16. This holiness to which the Lord calls you will grow through small gestures. Here is an example:
a woman goes shopping, she meets a neighbour and they begin to speak, and the gossip starts.
But she says in her heart: “No, I will not speak badly of anyone”. This is a step forward in holiness.
Later, at home, one of her children wants to talk to her about his hopes and dreams, and even
though she is tired, she sits down and listens with patience and love. That is another sacrifice that
brings holiness. Later she experiences some anxiety, but recalling the love of the Virgin Mary, she
takes her rosary and prays with faith. Yet another path of holiness. Later still, she goes out onto
the street, encounters a poor person and stops to say a kind word to him. One more step.


Every saint is a message which the Holy Spirit
takes from the riches of Jesus Christ and gives to his people. (21)


You too need to see the entirety of your life as a
mission. Try to do so by listening to God in prayer and recognizing the signs that he gives you.
Always ask the Spirit what Jesus expects from you at every moment of your life and in every
decision you must make, so as to discern its place in the mission you have received. Allow the
Spirit to forge in you the personal mystery that can reflect Jesus Christ in today’s world. (23)


24. May you come to realize what that word is, the message of Jesus that God wants to speak to
the world by your life. Let yourself be transformed. Let yourself be renewed by the Spirit, so that
this can happen, lest you fail in your precious mission. The Lord will bring it to fulfilment despite
your mistakes and missteps, provided that you do not abandon the path of love but remain ever
open to his supernatural grace, which purifies and enlightens.
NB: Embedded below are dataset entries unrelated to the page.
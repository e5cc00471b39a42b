//! Rule: Undeclared Variable
//!
//! Warns when a name is read or assigned without a `let`/`const` declaration
//! visible at that point. Running such code fails with `undeclared-var`.
//!
//! ```text
//! let y = x + 1;   // 'x' is not declared
//! { let z = 1; }
//! z = 2;           // 'z' went out of scope with its block
//! ```

use crate::parser::ast::{Ast, LineIndex, NodeKind};
use crate::parser::diagnostics::{Diagnostic, DiagnosticCode};

use super::super::{Resolution, ValidationRule};

pub struct UndeclaredVariableRule;

impl ValidationRule for UndeclaredVariableRule {
    fn id(&self) -> &'static str {
        "undeclared-variable"
    }

    fn description(&self) -> &'static str {
        "Variables must be declared before they are used"
    }

    fn validate(&self, ast: &Ast, resolution: &Resolution, _lines: &LineIndex) -> Vec<Diagnostic> {
        resolution
            .unresolved
            .iter()
            .filter_map(|id| ast.get(*id))
            .filter_map(|node| {
                let message = match &node.kind {
                    NodeKind::Identifier { name } => format!("'{}' is not declared", name),
                    NodeKind::AssignmentExpression { name, .. } => {
                        format!("Assignment to undeclared variable '{}'", name)
                    }
                    _ => return None,
                };
                Some(Diagnostic::warning(
                    DiagnosticCode::UndeclaredVariable,
                    message,
                    node.span,
                    node.loc,
                ))
            })
            .collect()
    }
}
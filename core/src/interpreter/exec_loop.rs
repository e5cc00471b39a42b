//! Core execution loop
//!
//! `step()` is the heart of the interpreter. It looks at the top frame,
//! dispatches on (frame kind, node) to a handler and records whatever event
//! the handler produced. Handlers never recurse; nesting lives on the frame
//! stack.
//!
//! ## Function Organization
//! 1. run_until_done() - Top-level driver (calls step repeatedly)
//! 2. step() - One transition, limits and fault handling
//! 3. dispatch() - Routes the top frame to its statement/expression handler

use std::sync::Arc;
use tracing::trace;

use super::errors::ExecutionError;
use super::expressions::{
    execute_assignment_expression, execute_binary, execute_identifier, execute_literal,
    execute_unary,
};
use super::statements::{
    execute_assignment_statement, execute_block, execute_declaration,
    execute_expression_statement, execute_for, execute_if, execute_program, execute_while,
};
use super::types::{Event, EventKind, FrameKind};
use super::vm::{ExecutionState, Status};
use crate::parser::ast::NodeKind;

/// What a handler did: `Some` when its transition produced an event
pub(crate) type StepResult = Result<Option<EventKind>, ExecutionError>;

/* ===================== Public API ===================== */

/// Step until the run is done or faulted and return the final status
pub fn run_until_done(state: &mut ExecutionState) -> Status {
    while state.status() == Status::Running {
        step(state);
    }
    state.status()
}

/// Execute one transition of the state machine
///
/// Returns the event recorded by this transition, if any. Does nothing and
/// returns `None` unless the state is `running`. A fault of any kind stops the
/// run: status becomes `error` and exactly one `error` event is recorded.
pub fn step(state: &mut ExecutionState) -> Option<Event> {
    if state.status != Status::Running {
        return None;
    }

    if let Some(error) = state.exhausted_limit() {
        return Some(state.fault(error));
    }

    state.note_transition();
    match dispatch(state) {
        Ok(Some(kind)) => Some(state.emit(kind)),
        Ok(None) => None,
        Err(error) => Some(state.fault(error)),
    }
}

/* ===================== Dispatch ===================== */

fn dispatch(state: &mut ExecutionState) -> StepResult {
    let frame = state
        .frames
        .last()
        .cloned()
        .ok_or_else(|| ExecutionError::stack_corruption("running with an empty frame stack"))?;

    // The tree is shared and never mutated; hold our own handle so handlers
    // can borrow node fields while mutating the state.
    let ast = Arc::clone(&state.ast);
    let node = ast.get(frame.node).ok_or_else(|| {
        ExecutionError::unsupported(format!("node {} does not exist", frame.node))
    })?;

    trace!(
        node = %frame.node,
        node_type = %frame.node_type,
        kind = ?frame.kind,
        cursor = frame.cursor,
        depth = state.frames.len(),
        "step"
    );

    let result = match (frame.kind, &node.kind) {
        (FrameKind::Program(phase), NodeKind::Program { body }) => {
            execute_program(state, &frame, phase, body)
        }

        (FrameKind::Block(phase), NodeKind::BlockStatement { body }) => {
            execute_block(state, &frame, phase, body)
        }

        (FrameKind::Declaration(phase), NodeKind::VariableDeclaration { kind, declarations }) => {
            execute_declaration(state, &frame, phase, *kind, declarations)
        }

        (FrameKind::ExpressionStatement(phase), NodeKind::ExpressionStatement { expression }) => {
            execute_expression_statement(state, &frame, phase, *expression)
        }

        (FrameKind::Assignment(phase), NodeKind::AssignmentStatement { expression }) => {
            match ast.get(*expression).map(|n| &n.kind) {
                Some(NodeKind::AssignmentExpression {
                    operator,
                    name,
                    value,
                }) => execute_assignment_statement(state, &frame, phase, *operator, name, *value),
                _ => Err(ExecutionError::unsupported(format!(
                    "AssignmentStatement {} does not wrap an AssignmentExpression",
                    frame.node
                ))),
            }
        }

        (
            FrameKind::If(phase),
            NodeKind::IfStatement {
                test,
                consequent,
                alternate,
            },
        ) => execute_if(state, &frame, phase, *test, *consequent, *alternate),

        (FrameKind::While(phase), NodeKind::WhileStatement { test, body }) => {
            execute_while(state, &frame, phase, *test, *body)
        }

        (
            FrameKind::For(phase),
            NodeKind::ForStatement {
                init,
                test,
                update,
                body,
            },
        ) => execute_for(state, &frame, phase, *init, *test, *update, *body),

        (FrameKind::Literal(_), NodeKind::Literal { value, .. }) => {
            execute_literal(state, &frame, value)
        }

        (FrameKind::Identifier(_), NodeKind::Identifier { name }) => {
            execute_identifier(state, &frame, name)
        }

        (
            FrameKind::Binary(phase),
            NodeKind::BinaryExpression {
                operator,
                left,
                right,
            },
        ) => execute_binary(state, &frame, phase, *operator, *left, *right),

        (FrameKind::Unary(phase), NodeKind::UnaryExpression { operator, argument }) => {
            execute_unary(state, &frame, phase, *operator, *argument)
        }

        (
            FrameKind::Assignment(phase),
            NodeKind::AssignmentExpression {
                operator,
                name,
                value,
            },
        ) => execute_assignment_expression(state, &frame, phase, *operator, name, *value),

        (kind, node_kind) => Err(ExecutionError::unsupported(format!(
            "{:?} frame cannot execute {} {}",
            kind,
            node_kind.node_type(),
            frame.node
        ))),
    };

    result.map_err(|error| match error.node_id {
        Some(_) => error,
        None => error.at(frame.node),
    })
}
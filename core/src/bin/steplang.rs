//! steplang CLI
//!
//! Parses and runs programs one transition at a time, printing the event
//! trace. Logs go to stderr; set `RUST_LOG` to see them.

use steplang_core::cli;
use tracing_subscriber::EnvFilter;

fn main() {
    tracing_subscriber::fmt()
        .with_env_filter(
            EnvFilter::try_from_default_env().unwrap_or_else(|_| EnvFilter::new("warn")),
        )
        .with_writer(std::io::stderr)
        .init();

    if let Err(e) = cli::run_cli() {
        eprintln!("Error: {:#}", e);
        std::process::exit(1);
    }
}
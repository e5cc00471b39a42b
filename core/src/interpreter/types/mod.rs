//! Type definitions for the interpreter
//!
//! - Runtime values (Value)
//! - Scopes and bindings (Scope, ScopeStack, Binding)
//! - Frames and their per-node phases (Frame, FrameKind, *Phase)
//! - Trace events (Event, EventKind)

pub mod control;
pub mod events;
pub mod phase;
pub mod scope;
pub mod values;

// Re-export all types for convenient access
pub use control::{Frame, FrameKind};
pub use events::{BranchDirection, Event, EventKind, ScopeReason};
pub use phase::*;
pub use scope::{Binding, Scope, ScopeId, ScopeStack};
pub use values::Value;
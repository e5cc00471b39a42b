//! Lexical scopes and bindings

use indexmap::IndexMap;
use serde::{Deserialize, Serialize};

use super::values::Value;
use crate::parser::ast::{DeclarationKind, NodeId};

/// A scope's id is its depth in the scope stack when it was opened
pub type ScopeId = usize;

/// A named storage cell owned by one scope
#[derive(Debug, Clone, PartialEq, Serialize, Deserialize)]
#[serde(rename_all = "camelCase")]
pub struct Binding {
    pub name: String,
    pub kind: DeclarationKind,
    pub value: Value,
    pub declared_by: NodeId,
    pub initialized: bool,
}

#[derive(Debug, Clone, PartialEq, Serialize, Deserialize)]
#[serde(rename_all = "camelCase")]
pub struct Scope {
    pub id: ScopeId,
    pub parent: Option<ScopeId>,
    pub bindings: IndexMap<String, Binding>,
}

impl Scope {
    fn new(id: ScopeId, parent: Option<ScopeId>) -> Self {
        Self {
            id,
            parent,
            bindings: IndexMap::new(),
        }
    }

    pub fn get(&self, name: &str) -> Option<&Binding> {
        self.bindings.get(name)
    }

    pub fn contains(&self, name: &str) -> bool {
        self.bindings.contains_key(name)
    }
}

/// The live chain of scopes, global scope first.
///
/// Never empty: the global scope is created with the stack and cannot be
/// popped.
#[derive(Debug, Clone, PartialEq, Serialize, Deserialize)]
#[serde(transparent)]
pub struct ScopeStack {
    scopes: Vec<Scope>,
}

impl Default for ScopeStack {
    fn default() -> Self {
        Self::new()
    }
}

impl ScopeStack {
    pub fn new() -> Self {
        Self {
            scopes: vec![Scope::new(0, None)],
        }
    }

    /// Number of live scopes, including the global scope
    pub fn depth(&self) -> usize {
        self.scopes.len()
    }

    pub fn current(&self) -> &Scope {
        &self.scopes[self.scopes.len() - 1]
    }

    pub fn current_id(&self) -> ScopeId {
        self.current().id
    }

    pub fn iter(&self) -> impl Iterator<Item = &Scope> {
        self.scopes.iter()
    }

    pub fn global(&self) -> &Scope {
        &self.scopes[0]
    }

    /// Open a child of the current scope and return `(id, parent id)`
    pub fn push(&mut self) -> (ScopeId, ScopeId) {
        let parent = self.current_id();
        let id = self.scopes.len();
        self.scopes.push(Scope::new(id, Some(parent)));
        (id, parent)
    }

    /// Discard the innermost scope and all of its bindings. The global scope
    /// is never popped.
    pub fn pop(&mut self) -> Option<Scope> {
        if self.scopes.len() > 1 {
            self.scopes.pop()
        } else {
            None
        }
    }

    /// Add a binding to the current scope. Returns `false` if the name is
    /// already declared in that exact scope.
    pub fn declare(&mut self, binding: Binding) -> bool {
        let last = self.scopes.len() - 1;
        let scope = &mut self.scopes[last];
        if scope.contains(&binding.name) {
            return false;
        }
        scope.bindings.insert(binding.name.clone(), binding);
        true
    }

    /// Innermost binding for `name` and the id of the scope holding it
    pub fn lookup(&self, name: &str) -> Option<(&Binding, ScopeId)> {
        self.scopes
            .iter()
            .rev()
            .find_map(|scope| scope.get(name).map(|b| (b, scope.id)))
    }

    pub fn lookup_mut(&mut self, name: &str) -> Option<(&mut Binding, ScopeId)> {
        self.scopes
            .iter_mut()
            .rev()
            .find_map(|scope| {
                let id = scope.id;
                scope.bindings.get_mut(name).map(|b| (b, id))
            })
    }
}

#[cfg(test)]
mod tests {
    use super::*;

    fn binding(name: &str, value: f64) -> Binding {
        Binding {
            name: name.to_string(),
            kind: DeclarationKind::Let,
            value: Value::Number(value),
            declared_by: NodeId(1),
            initialized: true,
        }
    }

    #[test]
    fn test_shadowing_and_pop() {
        let mut scopes = ScopeStack::new();
        assert!(scopes.declare(binding("x", 1.0)));
        assert_eq!(scopes.push(), (1, 0));
        assert!(scopes.declare(binding("x", 2.0)));

        let (found, id) = scopes.lookup("x").unwrap();
        assert_eq!(found.value, Value::Number(2.0));
        assert_eq!(id, 1);

        scopes.pop();
        let (found, id) = scopes.lookup("x").unwrap();
        assert_eq!(found.value, Value::Number(1.0));
        assert_eq!(id, 0);
    }

    #[test]
    fn test_redeclare_in_same_scope_rejected() {
        let mut scopes = ScopeStack::new();
        assert!(scopes.declare(binding("x", 1.0)));
        assert!(!scopes.declare(binding("x", 2.0)));
        assert_eq!(scopes.global().get("x").unwrap().value, Value::Number(1.0));
    }

    #[test]
    fn test_global_scope_cannot_be_popped() {
        let mut scopes = ScopeStack::new();
        assert!(scopes.pop().is_none());
        assert_eq!(scopes.depth(), 1);
    }
}
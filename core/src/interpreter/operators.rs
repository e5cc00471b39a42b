//! Operator semantics and coercion rules
//!
//! Both operands of every binary operator are already evaluated when these
//! functions run; `&&` and `||` only choose which operand becomes the result.

use std::cmp::Ordering;

use super::errors::{ExecutionError, FaultCode};
use super::types::Value;
use crate::parser::ast::{BinaryOperator, UnaryOperator};

pub fn apply_binary(
    operator: BinaryOperator,
    left: &Value,
    right: &Value,
) -> Result<Value, ExecutionError> {
    let value = match operator {
        BinaryOperator::Add => add(left, right),
        BinaryOperator::Sub => Value::Number(left.to_number() - right.to_number()),
        BinaryOperator::Mul => Value::Number(left.to_number() * right.to_number()),
        BinaryOperator::Div => {
            let divisor = right.to_number();
            if divisor == 0.0 {
                return Err(ExecutionError::new(
                    FaultCode::DivByZero,
                    format!("Division of {} by zero", left),
                ));
            }
            Value::Number(left.to_number() / divisor)
        }
        BinaryOperator::Rem => {
            let divisor = right.to_number();
            if divisor == 0.0 {
                return Err(ExecutionError::new(
                    FaultCode::ModByZero,
                    format!("Remainder of {} by zero", left),
                ));
            }
            Value::Number(left.to_number() % divisor)
        }
        BinaryOperator::Lt => Value::Boolean(compare(left, right) == Some(Ordering::Less)),
        BinaryOperator::Gt => Value::Boolean(compare(left, right) == Some(Ordering::Greater)),
        BinaryOperator::LtEq => Value::Boolean(matches!(
            compare(left, right),
            Some(Ordering::Less | Ordering::Equal)
        )),
        BinaryOperator::GtEq => Value::Boolean(matches!(
            compare(left, right),
            Some(Ordering::Greater | Ordering::Equal)
        )),
        BinaryOperator::Eq => Value::Boolean(loose_equals(left, right)),
        BinaryOperator::NotEq => Value::Boolean(!loose_equals(left, right)),
        BinaryOperator::StrictEq => Value::Boolean(strict_equals(left, right)),
        BinaryOperator::StrictNotEq => Value::Boolean(!strict_equals(left, right)),
        BinaryOperator::And => {
            if left.is_truthy() {
                right.clone()
            } else {
                left.clone()
            }
        }
        BinaryOperator::Or => {
            if left.is_truthy() {
                left.clone()
            } else {
                right.clone()
            }
        }
    };
    Ok(value)
}

pub fn apply_unary(operator: UnaryOperator, argument: &Value) -> Value {
    match operator {
        UnaryOperator::Not => Value::Boolean(!argument.is_truthy()),
        UnaryOperator::Minus => Value::Number(-argument.to_number()),
        UnaryOperator::Plus => Value::Number(argument.to_number()),
    }
}

/// String concatenation if either side is a string, numeric addition otherwise
fn add(left: &Value, right: &Value) -> Value {
    match (left, right) {
        (Value::String(_), _) | (_, Value::String(_)) => {
            Value::String(format!("{}{}", left, right))
        }
        _ => Value::Number(left.to_number() + right.to_number()),
    }
}

/// Two strings compare lexicographically, anything else numerically.
/// `None` when a NaN is involved.
fn compare(left: &Value, right: &Value) -> Option<Ordering> {
    match (left, right) {
        (Value::String(a), Value::String(b)) => Some(a.cmp(b)),
        _ => left.to_number().partial_cmp(&right.to_number()),
    }
}

/// Same kind and same value. `NaN` is not equal to itself.
pub fn strict_equals(left: &Value, right: &Value) -> bool {
    match (left, right) {
        (Value::Null, Value::Null) => true,
        (Value::Boolean(a), Value::Boolean(b)) => a == b,
        (Value::Number(a), Value::Number(b)) => a == b,
        (Value::String(a), Value::String(b)) => a == b,
        _ => false,
    }
}

/// Equality with coercion toward numbers.
///
/// `null` equals only `null`; booleans become numbers first; a number and a
/// string compare numerically.
pub fn loose_equals(left: &Value, right: &Value) -> bool {
    match (left, right) {
        (Value::Null, Value::Null) => true,
        (Value::Null, _) | (_, Value::Null) => false,
        (Value::Boolean(_), _) => loose_equals(&Value::Number(left.to_number()), right),
        (_, Value::Boolean(_)) => loose_equals(left, &Value::Number(right.to_number())),
        (Value::Number(a), Value::String(_)) => *a == right.to_number(),
        (Value::String(_), Value::Number(b)) => left.to_number() == *b,
        _ => strict_equals(left, right),
    }
}
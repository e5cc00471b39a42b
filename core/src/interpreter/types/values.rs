//! Runtime value type
//!
//! The value domain is closed: number, string, boolean and null. Coercions
//! between them are spelled out here rather than borrowed from any host
//! language.

use serde::ser::SerializeMap;
use serde::{Deserialize, Deserializer, Serialize, Serializer};
use std::fmt;

/// Runtime value type
#[derive(Debug, Clone, PartialEq)]
pub enum Value {
    Null,
    Boolean(bool),
    Number(f64),
    String(String),
}

impl Value {
    /// `false`, `null`, `0`, `NaN` and `""` are falsy; everything else is truthy
    pub fn is_truthy(&self) -> bool {
        match self {
            Value::Null => false,
            Value::Boolean(b) => *b,
            Value::Number(n) => *n != 0.0 && !n.is_nan(),
            Value::String(s) => !s.is_empty(),
        }
    }

    /// Numeric view used by arithmetic and loose comparison
    pub fn to_number(&self) -> f64 {
        match self {
            Value::Null => 0.0,
            Value::Boolean(true) => 1.0,
            Value::Boolean(false) => 0.0,
            Value::Number(n) => *n,
            Value::String(s) => string_to_number(s),
        }
    }

    pub fn type_name(&self) -> &'static str {
        match self {
            Value::Null => "null",
            Value::Boolean(_) => "boolean",
            Value::Number(_) => "number",
            Value::String(_) => "string",
        }
    }
}

fn string_to_number(s: &str) -> f64 {
    let trimmed = s.trim();
    match trimmed {
        "" => 0.0,
        "Infinity" | "+Infinity" => f64::INFINITY,
        "-Infinity" => f64::NEG_INFINITY,
        _ if trimmed
            .chars()
            .all(|c| c.is_ascii_digit() || matches!(c, '.' | 'e' | 'E' | '+' | '-')) =>
        {
            trimmed.parse::<f64>().unwrap_or(f64::NAN)
        }
        _ => f64::NAN,
    }
}

/// Render a number the way the language prints it: integral values without a
/// fractional part, `NaN`, `Infinity`, `-Infinity`
pub fn format_number(n: f64) -> String {
    if n.is_nan() {
        "NaN".to_string()
    } else if n.is_infinite() {
        if n > 0.0 { "Infinity" } else { "-Infinity" }.to_string()
    } else if n == 0.0 {
        "0".to_string()
    } else if n.fract() == 0.0 && n.abs() < 1e21 {
        format!("{:.0}", n)
    } else {
        format!("{}", n)
    }
}

impl fmt::Display for Value {
    fn fmt(&self, f: &mut fmt::Formatter<'_>) -> fmt::Result {
        match self {
            Value::Null => f.write_str("null"),
            Value::Boolean(b) => write!(f, "{}", b),
            Value::Number(n) => f.write_str(&format_number(*n)),
            Value::String(s) => f.write_str(s),
        }
    }
}

/// Numbers serialize as JSON integers when integral. JSON has no NaN or
/// infinity, so non-finite numbers become `{"number": "NaN"}` (or
/// `"Infinity"` / `"-Infinity"`) and never collide with strings.
impl Serialize for Value {
    fn serialize<S: Serializer>(&self, serializer: S) -> Result<S::Ok, S::Error> {
        match self {
            Value::Null => serializer.serialize_unit(),
            Value::Boolean(b) => serializer.serialize_bool(*b),
            Value::String(s) => serializer.serialize_str(s),
            Value::Number(n) if !n.is_finite() => {
                let mut map = serializer.serialize_map(Some(1))?;
                map.serialize_entry("number", &format_number(*n))?;
                map.end()
            }
            Value::Number(n) if n.fract() == 0.0 && n.abs() < 9_007_199_254_740_992.0 => {
                serializer.serialize_i64(*n as i64)
            }
            Value::Number(n) => serializer.serialize_f64(*n),
        }
    }
}

#[derive(Deserialize)]
enum NonFinite {
    NaN,
    Infinity,
    #[serde(rename = "-Infinity")]
    NegInfinity,
}

#[derive(Deserialize)]
#[serde(untagged)]
enum ValueRepr {
    Null,
    Boolean(bool),
    Number(f64),
    String(String),
    NonFinite { number: NonFinite },
}

impl<'de> Deserialize<'de> for Value {
    fn deserialize<D: Deserializer<'de>>(deserializer: D) -> Result<Self, D::Error> {
        Ok(match ValueRepr::deserialize(deserializer)? {
            ValueRepr::Null => Value::Null,
            ValueRepr::Boolean(b) => Value::Boolean(b),
            ValueRepr::Number(n) => Value::Number(n),
            ValueRepr::String(s) => Value::String(s),
            ValueRepr::NonFinite { number } => Value::Number(match number {
                NonFinite::NaN => f64::NAN,
                NonFinite::Infinity => f64::INFINITY,
                NonFinite::NegInfinity => f64::NEG_INFINITY,
            }),
        })
    }
}

#[cfg(test)]
mod tests {
    use super::*;

    #[test]
    fn test_truthiness() {
        assert!(!Value::Null.is_truthy());
        assert!(!Value::Number(0.0).is_truthy());
        assert!(!Value::Number(f64::NAN).is_truthy());
        assert!(!Value::String(String::new()).is_truthy());
        assert!(Value::String("0".to_string()).is_truthy());
        assert!(Value::Number(-1.0).is_truthy());
    }

    #[test]
    fn test_string_to_number() {
        assert_eq!(Value::String(" 42 ".to_string()).to_number(), 42.0);
        assert_eq!(Value::String("".to_string()).to_number(), 0.0);
        assert_eq!(Value::String("1e3".to_string()).to_number(), 1000.0);
        assert!(Value::String("abc".to_string()).to_number().is_nan());
        assert!(Value::String("inf".to_string()).to_number().is_nan());
        assert_eq!(Value::String("-Infinity".to_string()).to_number(), f64::NEG_INFINITY);
    }

    #[test]
    fn test_display() {
        assert_eq!(Value::Number(3.0).to_string(), "3");
        assert_eq!(Value::Number(-0.0).to_string(), "0");
        assert_eq!(Value::Number(2.5).to_string(), "2.5");
        assert_eq!(Value::Number(f64::NAN).to_string(), "NaN");
        assert_eq!(Value::Number(1.0 / 0.0).to_string(), "Infinity");
    }

    #[test]
    fn test_json_shape() {
        let values = vec![
            Value::Number(5.0),
            Value::Number(0.5),
            Value::String("s".to_string()),
            Value::Boolean(true),
            Value::Null,
        ];
        let json = serde_json::to_string(&values).unwrap();
        assert_eq!(json, r#"[5,0.5,"s",true,null]"#);
        let back: Vec<Value> = serde_json::from_str(&json).unwrap();
        assert_eq!(back, values);
    }

    #[test]
    fn test_non_finite_numbers_stay_numbers() {
        let values = vec![
            Value::Number(f64::NAN),
            Value::Number(f64::INFINITY),
            Value::Number(f64::NEG_INFINITY),
            Value::String("NaN".to_string()),
        ];
        let json = serde_json::to_string(&values).unwrap();
        assert_eq!(
            json,
            r#"[{"number":"NaN"},{"number":"Infinity"},{"number":"-Infinity"},"NaN"]"#
        );

        let back: Vec<Value> = serde_json::from_str(&json).unwrap();
        assert!(matches!(back[0], Value::Number(n) if n.is_nan()));
        assert_eq!(back[1..], values[1..]);
    }
}
//! Tests for the interpreter
//!
//! Organized by feature area

mod assign_tests;
mod basic_tests;
mod error_tests;
mod helpers;
mod while_tests;
//! The closed event contract between the rig, the ocean and their consumers.
//!
//! Events fire synchronously inside the `tick` that produced them, in emission
//! order, and stay readable on `SimState::events` until the next tick.

use super::fish::FishId;

/// The rig's externally visible activity. `GameEvent::ActionChanged` fires on
/// every change; the island landing is reported via `LureIsland` instead of a
/// dedicated action.
#[derive(Debug, Clone, Copy, PartialEq, Eq)]
pub enum RigAction {
    Idle,
    Swinging,
    Casting,
    Reeling,
}

/// Everything the simulation reports to presentation and economy collaborators.
/// Each variant carries at most one fish reference.
#[derive(Debug, Clone, Copy, PartialEq, Eq)]
pub enum GameEvent {
    /// The rig changed activity
    ActionChanged(RigAction),
    /// A bite succeeded and this fish is now on the hook
    FishHooked(FishId),
    /// The previously hooked fish was eaten off the hook
    FishEaten(FishId),
    /// A hooked fish was reeled all the way in
    FishCaught(FishId),
    /// A failed bite snapped the lure
    LureBroke,
    /// The active lure index moved to the carried value
    LureChanged(usize),
    /// The cast overshot the water and landed on the island
    LureIsland,
    /// A fish entered the live set (initial population or respawn)
    FishAdded(FishId),
    /// A fish left the live set (caught or eaten)
    FishRemoved(FishId),
}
26. It is not healthy to love silence while fleeing interaction with others, to want peace and quiet
while avoiding activity, to seek prayer while disdaining service. Everything can be accepted and
integrated into our life in this world, and become a part of our path to holiness. We are called to be
contemplatives even in the midst of action, and to grow in holiness by responsibly and generously
carrying out our proper mission.
27. Could the Holy Spirit urge us to carry out a mission and then ask us to abandon it, or not fully
engage in it, so as to preserve our inner peace? Yet there are times when we are tempted to
relegate pastoral engagement or commitment in the world to second place, as if these were
“distractions” along the path to growth in holiness and interior peace. We can forget that “life does
not have a mission, but is a mission”.[27]
28. Needless to say, anything done out of anxiety, pride or the need to impress others will not lead
to holiness.

29. This does not mean ignoring the need for moments of quiet, solitude and silence before God.
Quite the contrary. The presence of constantly new gadgets, the excitement of travel and an
endless array of consumer goods at times leave no room for God’s voice to be heard. We are
overwhelmed by words, by superficial pleasures and by an increasing din, filled not by joy but
rather by the discontent of those whose lives have lost meaning. How can we fail to realize the
need to stop this rat race and to recover the personal space needed to carry on a heartfelt
dialogue with God? Finding that space may prove painful but it is always fruitful. Sooner or later,
we have to face our true selves and let the Lord enter. This may not happen unless “we see
ourselves staring into the abyss of a frightful temptation, or have the dizzying sensation of
standing on the precipice of utter despair, or find ourselves completely alone and abandoned”.[28]
In such situations, we find the deepest motivation for living fully our commitment to our work.
30. The same distractions that are omnipresent in today’s world also make us tend to absolutize
our free time, so that we can give ourselves over completely to the devices that provide us with
entertainment or ephemeral pleasures.[29] As a result, we come to resent our mission, our
commitment grows slack, and our generous and ready spirit of service begins to flag. This
denatures our spiritual experience. Can any spiritual fervour be sound when it dwells alongside
sloth in evangelization or in service to others?
31. We need a spirit of holiness capable of filling both our solitude and our service, our personal
life and our evangelizing efforts, so that every moment can be an expression of self-sacrificing
love in the Lord’s eyes. In this way, every minute of our lives can be a step along the path to
growth in holiness.


32. Do not be afraid of holiness. It will take away none of your energy, vitality or joy. On the
contrary, you will become what the Father had in mind when he created you, and you will be
faithful to your deepest self.


34. Do not be afraid to set your sights higher, to allow yourself to be loved and liberated by God.
Do not be afraid to let yourself be guided by the Holy Spirit. Holiness does not make you less
human, since it is an encounter between your weakness and the power of God’s grace. For in the
words of León Bloy, when all is said and done, “the only great tragedy in life, is not to become a


37. Thanks be to God, throughout the history of the Church it has always been clear that a
person’s perfection is measured not by the information or knowledge they possess, but by the
depth of their charity.


41. When somebody has an answer for every question, it is a sign that they are not on the right
road. They may well be false prophets, who use religion for their own purposes, to promote their
own psychological or intellectual theories. God infinitely transcends us; he is full of surprises. We
are not the ones to determine when and how we will encounter him; the exact times and places of
that encounter are not up to us. Someone who wants everything to be clear and sure presumes to
control God’s transcendence.
42. Nor can we claim to say where God is not, because God is mysteriously present in the life of
every person, in a way that he himself chooses, and we cannot exclude this by our presumed
certainties. Even when someone’s life appears completely wrecked, even when we see it
devastated by vices or addictions, God is present there.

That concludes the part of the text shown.